Assignment »
Repeat the entries exactly as they stand.

Dataset extract »
use std::io;
use std::path::{Path, PathBuf};
use std::time::Duration;
use log::{debug, warn};
use walkdir::WalkDir;
use crate::config::PipelineConfig;

/// One file discovered under the source tree
#[derive(Debug, Clone, PartialEq, Eq)]
pub struct SourceFile {
    pub path: PathBuf,
    /// Base name including extension
    pub name: String,
    pub extension: String,
}

impl SourceFile {
    /// Build from a path; None if it has no UTF-8 base name or extension
    pub fn from_path(path: &Path) -> Option<Self> {
        let name = path.file_name()?.to_str()?.to_string();
        let extension = path.extension()?.to_str()?.to_string();
        Some(Self {
            path: path.to_path_buf(),
            name,
            extension,
        })
    }
}

/// Result of the two-read size check
#[derive(Debug, Clone, Copy, PartialEq, Eq)]
pub enum Stability {
    /// Size unchanged across the settle interval
    Stable(u64),
    /// Still being written
    Changed { before: u64, after: u64 },
}

/// List files under the source tree whose extension is allowed, in walk order
pub fn list_sources(cfg: &PipelineConfig) -> Vec<SourceFile> {
    let root = cfg.source_dir();
    let mut files = Vec::new();

    if !root.exists() {
        warn!("[System] Source dir does not exist: {}", root.display());
        return files;
    }

    let walker = WalkDir::new(&root).follow_links(false).sort_by_file_name();
    for entry in walker {
        let entry = match entry {
            Ok(e) => e,
            Err(e) => {
                warn!("[System] Error reading source entry: {}", e);
                continue;
            }
        };
        if !entry.file_type().is_file() {
            continue;
        }

        let Some(file) = SourceFile::from_path(entry.path()) else {
            continue;
        };
        if !cfg.accepts_extension(&file.extension) {
            continue;
        }

        debug!("[System] Found media file: {}", file.path.display());
        files.push(file);
    }

    files
}

/// Read the size twice, `settle` apart
pub async fn check_stable(path: &Path, settle: Duration) -> io::Result<Stability> {
    let before = tokio::fs::metadata(path).await?.len();
    tokio::time::sleep(settle).await;
    let after = tokio::fs::metadata(path).await?.len();

    if before == after {
        Ok(Stability::Stable(after))
    } else {
        Ok(Stability::Changed { before, after })
    }
}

Response to this exercise »
use std::io;
use std::path::{Path, PathBuf};
use std::time::Duration;
use log::{debug, warn};
use walkdir::WalkDir;
use crate::config::PipelineConfig;

/// One file discovered under the source tree
#[derive(Debug, Clone, PartialEq, Eq)]
pub struct SourceFile {
    pub path: PathBuf,
    /// Base name including extension
    pub name: String,
    pub extension: String,
}

impl SourceFile {
    /// Build from a path; None if it has no UTF-8 base name or extension
    pub fn from_path(path: &Path) -> Option<Self> {
        let name = path.file_name()?.to_str()?.to_string();
        let extension = path.extension()?.to_str()?.to_string();
        Some(Self {
            path: path.to_path_buf(),
            name,
            extension,
        })
    }
}

/// Result of the two-read size check
#[derive(Debug, Clone, Copy, PartialEq, Eq)]
pub enum Stability {
    /// Size unchanged across the settle interval
    Stable(u64),
    /// Still being written
    Changed { before: u64, after: u64 },
}

/// List files under the source tree whose extension is allowed, in walk order
pub fn list_sources(cfg: &PipelineConfig) -> Vec<SourceFile> {
    let root = cfg.source_dir();
    let mut files = Vec::new();

    if !root.exists() {
        warn!("[System] Source dir does not exist: {}", root.display());
        return files;
    }

    let walker = WalkDir::new(&root).follow_links(false).sort_by_file_name();
    for entry in walker {
        let entry = match entry {
            Ok(e) => e,
            Err(e) => {
                warn!("[System] Error reading source entry: {}", e);
                continue;
            }
        };
        if !entry.file_type().is_file() {
            continue;
        }

        let Some(file) = SourceFile::from_path(entry.path()) else {
            continue;
        };
        if !cfg.accepts_extension(&file.extension) {
            continue;
        }

        debug!("[System] Found media file: {}", file.path.display());
        files.push(file);
    }

    files
}

/// Read the size twice, `settle` apart
pub async fn check_stable(path: &Path, settle: Duration) -> io::Result<Stability> {
    let before = tokio::fs::metadata(path).await?.len();
    tokio::time::sleep(settle).await;
    let after = tokio::fs::metadata(path).await?.len();

    if before == after {
        Ok(Stability::Stable(after))
    } else {
        Ok(Stability::Changed { before, after })
    }
}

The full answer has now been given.